Thursday, March 17, 2011

Madness, Indeed!

Some of you have read this already in an email related to the March Madness office pool. Skip to another one you haven't seen.

First of all, I feel supremely confident in my picks this year. Confident that they will be mostly wrong, but confident nonetheless. I am staying away from the snide comments on players names this year (none could be better than Alabama State’s Chief Kickingstallionsims and Ivory White from the 2009 tourney anyway).  But I will comment on some horrible team mascot/nicknames in the early rounds of this year’s tournament. 

East:
1 OH State v. Texas-San Antonio Roadrunners – Beep, Beep!

3 Syracuse Orange v. Indiana State Sycamores – Both of these nicknames are bad. With Syracuse, am I supposed to be intimidated by a color or a fruit?  Also, with Indiana State, why would anyone pick a tree for a mascot? Also, I’m confused, is this supposed to be the ultra-intimidating fig type sycamore of the Bible, the British version or the sturdy American version?

2 North Carolina v. Long Island University-Brooklyn Blackbirds – So many things to think about: #1 This might be the longest university name in existence. #2 Blackbirds are annoying and dirty, but threatening? Nope. #3 After more thought, and the fact that I think of blackbirds as “rats with wings” I may change my mind on their threatening nature. #4 Actual cheer for ILU-B: Swoop in there and peck their face off, Blackbirds, Blackbirds, Blackbirds! (only effective if making the flying bird motion a’la Morris Day).
Hey there, sailor!

Southwest:
1 Kansas v. Boston U. Terriers – There is no dog more masculine and reeking of intimidation than the Terrier. 

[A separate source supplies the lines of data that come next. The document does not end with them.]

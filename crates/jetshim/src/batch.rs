//! Splitting command lists around database lifecycle commands.
//!
//! A lifecycle command cannot share an execution batch with other
//! statements: it replaces the file the rest of the batch runs against.
//! [`partition`] gives each lifecycle command a batch of its own and groups
//! the runs of ordinary commands between them:
//!
//! ```text
//! [A, B, CREATE DATABASE 'x', C, D]  ->  [[A, B], [CREATE DATABASE 'x'], [C, D]]
//! ```

use tokio_util::sync::CancellationToken;
use tracing::{debug, info, warn};

use crate::error::{Result, ShimError};
use crate::interceptor::{CommandInterceptor, CommandOutcome};
use crate::pattern::is_database_command;

/// Split commands so that every item matching `isolate` is alone in its batch.
///
/// Order is preserved and concatenating the batches gives back the input.
pub fn partition_by<T, F>(commands: impl IntoIterator<Item = T>, isolate: F) -> Vec<Vec<T>>
where
    F: Fn(&T) -> bool,
{
    let mut batches = Vec::new();
    let mut current = Vec::new();

    for command in commands {
        if isolate(&command) {
            if !current.is_empty() {
                batches.push(std::mem::take(&mut current));
            }
            batches.push(vec![command]);
        } else {
            current.push(command);
        }
    }

    if !current.is_empty() {
        batches.push(current);
    }

    batches
}

/// Split commands around `CREATE DATABASE` / `DROP DATABASE`.
pub fn partition<T: AsRef<str>>(commands: impl IntoIterator<Item = T>) -> Vec<Vec<T>> {
    partition_by(commands, |command| is_database_command(command.as_ref()))
}

fn is_lifecycle_batch<S: AsRef<str>>(batch: &[S]) -> bool {
    matches!(batch, [only] if is_database_command(only.as_ref()))
}

/// Runs migration scripts batch by batch.
///
/// Ordinary batches run inside a driver transaction that is rolled back when
/// any command fails. Lifecycle batches run outside any transaction.
pub struct MigrationBatchExecutor<'a> {
    interceptor: &'a CommandInterceptor,
}

impl<'a> MigrationBatchExecutor<'a> {
    pub fn new(interceptor: &'a CommandInterceptor) -> Self {
        Self { interceptor }
    }

    async fn run(&self, command: &str, cancel: Option<&CancellationToken>) -> Result<CommandOutcome> {
        match cancel {
            Some(token) => self.interceptor.execute_with_cancel(command, token).await,
            None => self.interceptor.execute(command).await,
        }
    }

    /// Execute every command, stopping at the first failure.
    pub async fn execute_all<S: AsRef<str>>(
        &self,
        commands: &[S],
        cancel: Option<&CancellationToken>,
    ) -> Result<Vec<CommandOutcome>> {
        let batches: Vec<Vec<&str>> = partition(commands.iter().map(|c| c.as_ref()));
        info!(
            "Executing {} commands in {} batches",
            commands.len(),
            batches.len()
        );

        let mut outcomes = Vec::with_capacity(commands.len());
        for (i, batch) in batches.iter().enumerate() {
            if cancel.is_some_and(CancellationToken::is_cancelled) {
                info!("Cancellation requested, stopping before batch {}", i + 1);
                return Err(ShimError::Cancelled);
            }

            if is_lifecycle_batch(batch.as_slice()) {
                debug!("Batch {}: lifecycle command outside transaction", i + 1);
                outcomes.push(self.run(batch[0], cancel).await?);
                continue;
            }

            debug!("Batch {}: {} commands in a transaction", i + 1, batch.len());
            let conn = self.interceptor.connection();
            conn.begin_transaction().await?;

            for command in batch {
                match self.run(command, cancel).await {
                    Ok(outcome) => outcomes.push(outcome),
                    Err(e) => {
                        if let Err(rollback) = conn.rollback().await {
                            warn!("Rollback after failed batch {} failed: {}", i + 1, rollback);
                        }
                        return Err(e);
                    }
                }
            }

            conn.commit().await?;
        }

        Ok(outcomes)
    }
}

3 Purdue v. St. Peter's Peacocks – Sounds like this should be a gay catholic strip club rather than a school. For comedy’s sake, it would be much more fun if St. Peter’s Peacocks were playing Morehead State.

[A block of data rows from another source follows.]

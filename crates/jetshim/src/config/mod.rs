//! Configuration loading and validation.

mod types;
mod validation;

pub use types::*;

use crate::error::Result;
use std::path::Path;

impl ShimConfig {
    /// Load configuration from a YAML file.
    pub fn load<P: AsRef<Path>>(path: P) -> Result<Self> {
        let content = std::fs::read_to_string(path)?;
        Self::from_yaml(&content)
    }

    /// Parse configuration from a YAML string.
    pub fn from_yaml(yaml: &str) -> Result<Self> {
        let config: ShimConfig = serde_yaml::from_str(yaml)?;
        config.validate()?;
        Ok(config)
    }

    /// Validate the configuration.
    pub fn validate(&self) -> Result<()> {
        validation::validate(self)
    }
}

2 Notre Dame v. Akron Zips What the heck is a Zip?  Also, although called the Zips, it has a kangaroo for a mascot. Because the kangaroo is indigenous to Ohio


Southeast:
I'm not sure this could be goofier.


8 Butler v. 9 Old Dominion Monarchs - I’m not sure if you’ve seen Queen Elizabeth lately, but if you have, you know just how intimidating a monarch can be.  Also, the mascot is a lion wearing a crown, so it’s double intimidation. 

11 Gonzaga v. 6 St. John's Red Storm – I was not aware of St. John’s Communist leanings.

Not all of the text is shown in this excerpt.